- **What to work on**
Filter the entries, keeping every line with the string "super".

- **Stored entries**

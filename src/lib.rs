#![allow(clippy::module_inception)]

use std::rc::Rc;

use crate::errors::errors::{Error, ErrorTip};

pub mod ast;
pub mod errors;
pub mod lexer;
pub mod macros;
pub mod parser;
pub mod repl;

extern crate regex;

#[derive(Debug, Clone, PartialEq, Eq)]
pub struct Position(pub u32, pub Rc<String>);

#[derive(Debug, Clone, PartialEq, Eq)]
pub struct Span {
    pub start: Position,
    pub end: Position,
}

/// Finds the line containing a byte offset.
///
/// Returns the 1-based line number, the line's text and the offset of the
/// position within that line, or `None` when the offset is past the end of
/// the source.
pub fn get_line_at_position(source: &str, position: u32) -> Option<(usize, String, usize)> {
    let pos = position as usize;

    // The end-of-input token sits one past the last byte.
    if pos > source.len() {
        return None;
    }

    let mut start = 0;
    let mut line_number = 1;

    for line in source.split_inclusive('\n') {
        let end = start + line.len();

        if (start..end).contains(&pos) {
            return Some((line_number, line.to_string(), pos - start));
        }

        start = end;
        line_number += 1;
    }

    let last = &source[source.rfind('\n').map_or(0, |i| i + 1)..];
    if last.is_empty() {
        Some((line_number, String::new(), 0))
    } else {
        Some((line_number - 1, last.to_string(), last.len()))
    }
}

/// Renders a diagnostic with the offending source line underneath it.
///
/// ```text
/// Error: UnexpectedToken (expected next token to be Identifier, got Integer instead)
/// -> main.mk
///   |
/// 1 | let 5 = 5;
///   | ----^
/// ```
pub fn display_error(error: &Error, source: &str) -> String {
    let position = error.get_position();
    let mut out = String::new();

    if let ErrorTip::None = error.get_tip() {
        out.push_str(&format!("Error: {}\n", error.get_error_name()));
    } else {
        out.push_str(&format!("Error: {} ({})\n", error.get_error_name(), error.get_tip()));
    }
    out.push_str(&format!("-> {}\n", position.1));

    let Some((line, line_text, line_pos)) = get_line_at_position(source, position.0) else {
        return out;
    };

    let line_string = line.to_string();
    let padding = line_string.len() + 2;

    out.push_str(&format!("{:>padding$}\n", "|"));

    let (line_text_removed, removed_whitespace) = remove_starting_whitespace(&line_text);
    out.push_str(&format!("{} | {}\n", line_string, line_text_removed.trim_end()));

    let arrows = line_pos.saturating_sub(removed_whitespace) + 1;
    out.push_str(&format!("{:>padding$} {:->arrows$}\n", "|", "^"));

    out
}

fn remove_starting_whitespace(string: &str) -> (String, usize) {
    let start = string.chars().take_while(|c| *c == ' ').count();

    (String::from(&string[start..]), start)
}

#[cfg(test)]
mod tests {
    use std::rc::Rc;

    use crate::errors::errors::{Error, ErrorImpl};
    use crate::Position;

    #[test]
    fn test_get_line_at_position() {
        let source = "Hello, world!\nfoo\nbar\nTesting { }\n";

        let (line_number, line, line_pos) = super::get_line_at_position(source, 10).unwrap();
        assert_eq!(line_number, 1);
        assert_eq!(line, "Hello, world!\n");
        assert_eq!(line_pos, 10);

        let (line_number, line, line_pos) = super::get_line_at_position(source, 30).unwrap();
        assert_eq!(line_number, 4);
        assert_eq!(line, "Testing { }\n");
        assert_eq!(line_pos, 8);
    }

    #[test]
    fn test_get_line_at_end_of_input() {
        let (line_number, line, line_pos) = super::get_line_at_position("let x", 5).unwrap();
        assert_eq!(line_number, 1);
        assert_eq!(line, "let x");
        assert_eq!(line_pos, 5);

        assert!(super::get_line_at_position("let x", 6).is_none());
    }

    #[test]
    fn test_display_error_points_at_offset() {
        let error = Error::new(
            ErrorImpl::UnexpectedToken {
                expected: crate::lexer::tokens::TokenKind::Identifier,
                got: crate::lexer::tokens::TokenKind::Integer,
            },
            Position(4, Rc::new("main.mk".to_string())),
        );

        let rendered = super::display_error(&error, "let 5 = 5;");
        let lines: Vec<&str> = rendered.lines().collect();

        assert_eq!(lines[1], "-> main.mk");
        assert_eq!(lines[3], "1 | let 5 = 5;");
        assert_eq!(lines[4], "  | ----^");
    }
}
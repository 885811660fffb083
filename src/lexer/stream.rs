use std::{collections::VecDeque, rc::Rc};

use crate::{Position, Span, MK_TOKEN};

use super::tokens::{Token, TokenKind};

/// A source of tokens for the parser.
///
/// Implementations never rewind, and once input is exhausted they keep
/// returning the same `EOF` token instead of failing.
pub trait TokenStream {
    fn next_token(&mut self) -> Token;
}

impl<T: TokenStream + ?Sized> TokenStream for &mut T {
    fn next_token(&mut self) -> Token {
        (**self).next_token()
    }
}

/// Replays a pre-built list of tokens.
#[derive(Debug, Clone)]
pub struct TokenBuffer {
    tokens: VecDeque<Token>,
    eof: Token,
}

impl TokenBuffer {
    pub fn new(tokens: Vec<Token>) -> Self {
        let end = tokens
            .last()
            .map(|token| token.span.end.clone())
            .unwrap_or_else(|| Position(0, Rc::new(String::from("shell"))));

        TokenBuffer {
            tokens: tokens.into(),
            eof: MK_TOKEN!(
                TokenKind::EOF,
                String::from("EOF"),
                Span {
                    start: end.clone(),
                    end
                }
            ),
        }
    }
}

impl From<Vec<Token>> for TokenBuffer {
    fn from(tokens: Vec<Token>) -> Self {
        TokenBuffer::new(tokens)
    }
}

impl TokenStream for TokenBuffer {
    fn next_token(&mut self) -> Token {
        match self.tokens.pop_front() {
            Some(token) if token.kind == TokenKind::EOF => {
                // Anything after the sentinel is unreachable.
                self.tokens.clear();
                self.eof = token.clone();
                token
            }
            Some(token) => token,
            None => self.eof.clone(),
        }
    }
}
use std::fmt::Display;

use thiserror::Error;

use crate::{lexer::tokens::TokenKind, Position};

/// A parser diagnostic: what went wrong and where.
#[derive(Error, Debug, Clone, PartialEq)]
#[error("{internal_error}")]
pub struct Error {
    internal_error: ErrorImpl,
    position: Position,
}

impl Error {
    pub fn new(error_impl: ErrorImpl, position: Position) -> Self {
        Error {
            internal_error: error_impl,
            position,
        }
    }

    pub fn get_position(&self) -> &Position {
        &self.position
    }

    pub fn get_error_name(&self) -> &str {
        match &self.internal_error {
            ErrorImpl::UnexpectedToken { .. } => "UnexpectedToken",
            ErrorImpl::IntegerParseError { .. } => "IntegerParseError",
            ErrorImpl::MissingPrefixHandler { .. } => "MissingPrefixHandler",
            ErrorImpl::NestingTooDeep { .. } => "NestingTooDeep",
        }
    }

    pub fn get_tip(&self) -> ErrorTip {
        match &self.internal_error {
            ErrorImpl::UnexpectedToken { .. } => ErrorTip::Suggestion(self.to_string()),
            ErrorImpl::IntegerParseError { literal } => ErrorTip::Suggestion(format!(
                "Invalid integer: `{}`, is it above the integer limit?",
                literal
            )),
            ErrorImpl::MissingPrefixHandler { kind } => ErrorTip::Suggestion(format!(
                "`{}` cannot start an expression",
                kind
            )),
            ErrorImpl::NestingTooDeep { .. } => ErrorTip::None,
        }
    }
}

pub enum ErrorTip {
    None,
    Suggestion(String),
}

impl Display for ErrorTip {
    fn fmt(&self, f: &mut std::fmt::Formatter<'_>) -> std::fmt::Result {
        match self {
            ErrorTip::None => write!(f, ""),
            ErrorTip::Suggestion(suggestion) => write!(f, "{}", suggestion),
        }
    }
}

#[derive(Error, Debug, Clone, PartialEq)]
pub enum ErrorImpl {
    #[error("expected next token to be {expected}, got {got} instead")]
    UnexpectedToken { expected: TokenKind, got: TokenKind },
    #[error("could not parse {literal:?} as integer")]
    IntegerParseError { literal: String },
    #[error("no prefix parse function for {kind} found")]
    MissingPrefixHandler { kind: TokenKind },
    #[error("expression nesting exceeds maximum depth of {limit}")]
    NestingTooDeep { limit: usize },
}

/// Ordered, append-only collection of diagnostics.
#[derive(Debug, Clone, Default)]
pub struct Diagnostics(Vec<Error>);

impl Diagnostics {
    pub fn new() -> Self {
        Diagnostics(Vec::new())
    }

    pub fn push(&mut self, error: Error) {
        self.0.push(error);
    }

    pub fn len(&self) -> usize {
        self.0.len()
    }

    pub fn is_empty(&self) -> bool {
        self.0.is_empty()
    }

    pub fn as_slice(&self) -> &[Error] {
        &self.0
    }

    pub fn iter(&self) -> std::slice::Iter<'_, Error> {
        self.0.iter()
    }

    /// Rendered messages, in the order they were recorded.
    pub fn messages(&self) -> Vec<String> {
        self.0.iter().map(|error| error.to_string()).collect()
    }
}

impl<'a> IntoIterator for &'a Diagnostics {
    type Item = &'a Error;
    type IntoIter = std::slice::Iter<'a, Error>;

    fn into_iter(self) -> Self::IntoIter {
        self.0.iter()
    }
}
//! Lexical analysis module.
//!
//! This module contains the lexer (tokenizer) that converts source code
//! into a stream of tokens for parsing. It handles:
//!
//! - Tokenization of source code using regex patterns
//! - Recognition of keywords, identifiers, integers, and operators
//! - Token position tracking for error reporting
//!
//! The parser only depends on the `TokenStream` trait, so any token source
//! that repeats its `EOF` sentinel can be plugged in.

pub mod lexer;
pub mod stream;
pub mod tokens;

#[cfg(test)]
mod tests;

* * *

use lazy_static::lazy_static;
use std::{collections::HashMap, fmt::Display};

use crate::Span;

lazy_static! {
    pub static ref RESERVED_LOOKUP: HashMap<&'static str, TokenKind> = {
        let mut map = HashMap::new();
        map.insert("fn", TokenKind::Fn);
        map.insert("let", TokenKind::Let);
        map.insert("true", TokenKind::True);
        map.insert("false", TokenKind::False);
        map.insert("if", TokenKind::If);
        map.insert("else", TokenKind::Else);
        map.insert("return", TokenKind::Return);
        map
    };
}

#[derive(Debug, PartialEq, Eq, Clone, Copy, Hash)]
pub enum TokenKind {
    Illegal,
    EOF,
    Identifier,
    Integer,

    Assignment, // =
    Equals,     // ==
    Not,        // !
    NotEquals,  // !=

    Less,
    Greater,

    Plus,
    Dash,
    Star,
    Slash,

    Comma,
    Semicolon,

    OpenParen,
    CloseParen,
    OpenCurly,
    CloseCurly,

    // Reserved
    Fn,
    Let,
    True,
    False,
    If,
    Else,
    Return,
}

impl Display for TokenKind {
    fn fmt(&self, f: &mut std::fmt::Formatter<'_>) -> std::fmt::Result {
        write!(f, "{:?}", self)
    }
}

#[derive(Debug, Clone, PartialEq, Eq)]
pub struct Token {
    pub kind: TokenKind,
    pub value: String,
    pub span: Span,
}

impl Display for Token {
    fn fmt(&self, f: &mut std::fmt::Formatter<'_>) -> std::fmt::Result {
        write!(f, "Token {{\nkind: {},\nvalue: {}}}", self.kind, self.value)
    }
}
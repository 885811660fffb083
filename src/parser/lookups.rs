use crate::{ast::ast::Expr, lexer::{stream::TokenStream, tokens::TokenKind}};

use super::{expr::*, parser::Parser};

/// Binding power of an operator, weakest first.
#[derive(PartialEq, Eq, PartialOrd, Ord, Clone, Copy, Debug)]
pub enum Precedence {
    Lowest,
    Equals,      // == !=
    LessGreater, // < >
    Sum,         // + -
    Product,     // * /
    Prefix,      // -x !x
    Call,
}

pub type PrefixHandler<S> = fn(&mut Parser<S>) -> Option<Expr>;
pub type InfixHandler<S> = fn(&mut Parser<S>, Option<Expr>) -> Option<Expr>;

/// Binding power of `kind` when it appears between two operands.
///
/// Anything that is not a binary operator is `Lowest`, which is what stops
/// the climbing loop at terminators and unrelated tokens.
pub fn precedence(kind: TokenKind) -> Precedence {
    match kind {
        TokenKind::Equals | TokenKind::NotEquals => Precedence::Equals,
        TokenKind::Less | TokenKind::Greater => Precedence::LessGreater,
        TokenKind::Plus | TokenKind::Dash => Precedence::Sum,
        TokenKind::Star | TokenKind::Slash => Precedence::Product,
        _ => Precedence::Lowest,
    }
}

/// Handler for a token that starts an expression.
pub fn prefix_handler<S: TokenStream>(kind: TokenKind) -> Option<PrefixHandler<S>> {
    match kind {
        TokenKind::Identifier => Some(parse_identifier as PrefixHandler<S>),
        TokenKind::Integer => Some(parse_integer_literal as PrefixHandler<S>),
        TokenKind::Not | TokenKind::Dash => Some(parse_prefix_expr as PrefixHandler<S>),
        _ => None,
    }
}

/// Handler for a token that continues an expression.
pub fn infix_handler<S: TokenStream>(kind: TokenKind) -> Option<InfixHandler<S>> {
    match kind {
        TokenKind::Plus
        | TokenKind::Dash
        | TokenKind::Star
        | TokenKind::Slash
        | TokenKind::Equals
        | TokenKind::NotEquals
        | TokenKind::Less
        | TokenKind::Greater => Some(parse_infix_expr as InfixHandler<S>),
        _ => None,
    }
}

- **Problem solution**
        let (line_number, line, line_pos) = super::get_line_at_position(source, 10).unwrap();
        let (line_number, line, line_pos) = super::get_line_at_position(source, 30).unwrap();
        let (line_number, line, line_pos) = super::get_line_at_position("let x", 5).unwrap();
        assert!(super::get_line_at_position("let x", 6).is_none());
        let rendered = super::display_error(&error, "let 5 = 5;");
use super::tokens::{Token, TokenKind};
use super::{expr::*, parser::Parser};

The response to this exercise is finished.